◆ ABOUT THIS EXERCISE:
Repeat the listing below in full.

◆ DATASET EXCERPTS:
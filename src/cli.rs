//! Command-line interface definitions for the news extraction service.
//!
//! This module defines the CLI arguments and options using the `clap` crate.
//! All arguments can be provided via command-line flags or environment variables.

use clap::Parser;

/// Command-line arguments for the newsgrab service.
///
/// This struct defines all configuration options that can be passed to the
/// application at runtime: the bind address for the HTTP server, the default
/// per-site article cap, and the fetch/processing time limits.
///
/// # Examples
///
/// ```sh
/// # Defaults: bind 0.0.0.0:8000, 5 articles per site
/// newsgrab
///
/// # Custom bind address and a larger per-site cap
/// newsgrab --bind 127.0.0.1:9000 --max-news 10
/// ```
#[derive(Parser, Debug)]
#[command(author, version, about)]
pub struct Cli {
    /// Address and port to bind the HTTP server to
    #[arg(short, long, env = "NEWSGRAB_BIND", default_value = "0.0.0.0:8000")]
    pub bind: String,

    /// Maximum number of articles returned per site
    #[arg(long, env = "NEWSGRAB_MAX_NEWS", default_value_t = 5)]
    pub max_news: usize,

    /// Timeout for a single page fetch, in seconds
    #[arg(long, env = "NEWSGRAB_FETCH_TIMEOUT_SECS", default_value_t = 10)]
    pub fetch_timeout_secs: u64,

    /// Overall processing deadline per site, in seconds
    #[arg(long, env = "NEWSGRAB_SITE_DEADLINE_SECS", default_value_t = 120)]
    pub site_deadline_secs: u64,
}

#[cfg(test)]
mod tests {
    use super::*;

    #[test]
    fn test_cli_defaults() {
        let cli = Cli::parse_from(["newsgrab"]);

        assert_eq!(cli.bind, "0.0.0.0:8000");
        assert_eq!(cli.max_news, 5);
        assert_eq!(cli.fetch_timeout_secs, 10);
        assert_eq!(cli.site_deadline_secs, 120);
    }

    #[test]
    fn test_cli_overrides() {
        let cli = Cli::parse_from([
            "newsgrab",
            "--bind",
            "127.0.0.1:9000",
            "--max-news",
            "10",
            "--fetch-timeout-secs",
            "5",
        ]);

        assert_eq!(cli.bind, "127.0.0.1:9000");
        assert_eq!(cli.max_news, 10);
        assert_eq!(cli.fetch_timeout_secs, 5);
    }

    #[test]
    fn test_cli_short_bind_flag() {
        let cli = Cli::parse_from(["newsgrab", "-b", "0.0.0.0:8080"]);

        assert_eq!(cli.bind, "0.0.0.0:8080");
    }
}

◆ RESULT FOR THIS TASK:
filename src/cli.rs
//! Command-line interface definitions for the news extraction service.
//!
//! This module defines the CLI arguments and options using the `clap` crate.
//! All arguments can be provided via command-line flags or environment variables.

use clap::Parser;

/// Command-line arguments for the newsgrab service.
///
/// This struct defines all configuration options that can be passed to the
/// application at runtime: the bind address for the HTTP server, the default
/// per-site article cap, and the fetch/processing time limits.
///
/// # Examples
///
/// ```sh
/// # Defaults: bind 0.0.0.0:8000, 5 articles per site
/// newsgrab
///
/// # Custom bind address and a larger per-site cap
/// newsgrab --bind 127.0.0.1:9000 --max-news 10
/// ```
#[derive(Parser, Debug)]
#[command(author, version, about)]
pub struct Cli {
    /// Address and port to bind the HTTP server to
    #[arg(short, long, env = "NEWSGRAB_BIND", default_value = "0.0.0.0:8000")]
    pub bind: String,

    /// Maximum number of articles returned per site
    #[arg(long, env = "NEWSGRAB_MAX_NEWS", default_value_t = 5)]
    pub max_news: usize,

    /// Timeout for a single page fetch, in seconds
    #[arg(long, env = "NEWSGRAB_FETCH_TIMEOUT_SECS", default_value_t = 10)]
    pub fetch_timeout_secs: u64,

    /// Overall processing deadline per site, in seconds
    #[arg(long, env = "NEWSGRAB_SITE_DEADLINE_SECS", default_value_t = 120)]
    pub site_deadline_secs: u64,
}

#[cfg(test)]
mod tests {
    use super::*;

    #[test]
    fn test_cli_defaults() {
        let cli = Cli::parse_from(["newsgrab"]);

        assert_eq!(cli.bind, "0.0.0.0:8000");
        assert_eq!(cli.max_news, 5);
        assert_eq!(cli.fetch_timeout_secs, 10);
        assert_eq!(cli.site_deadline_secs, 120);
    }

    #[test]
    fn test_cli_overrides() {
        let cli = Cli::parse_from([
            "newsgrab",
            "--bind",
            "127.0.0.1:9000",
            "--max-news",
            "10",
            "--fetch-timeout-secs",
            "5",
        ]);

        assert_eq!(cli.bind, "127.0.0.1:9000");
        assert_eq!(cli.max_news, 10);
        assert_eq!(cli.fetch_timeout_secs, 5);
    }

    #[test]
    fn test_cli_short_bind_flag() {
        let cli = Cli::parse_from(["newsgrab", "-b", "0.0.0.0:8080"]);

        assert_eq!(cli.bind, "0.0.0.0:8080");
    }
}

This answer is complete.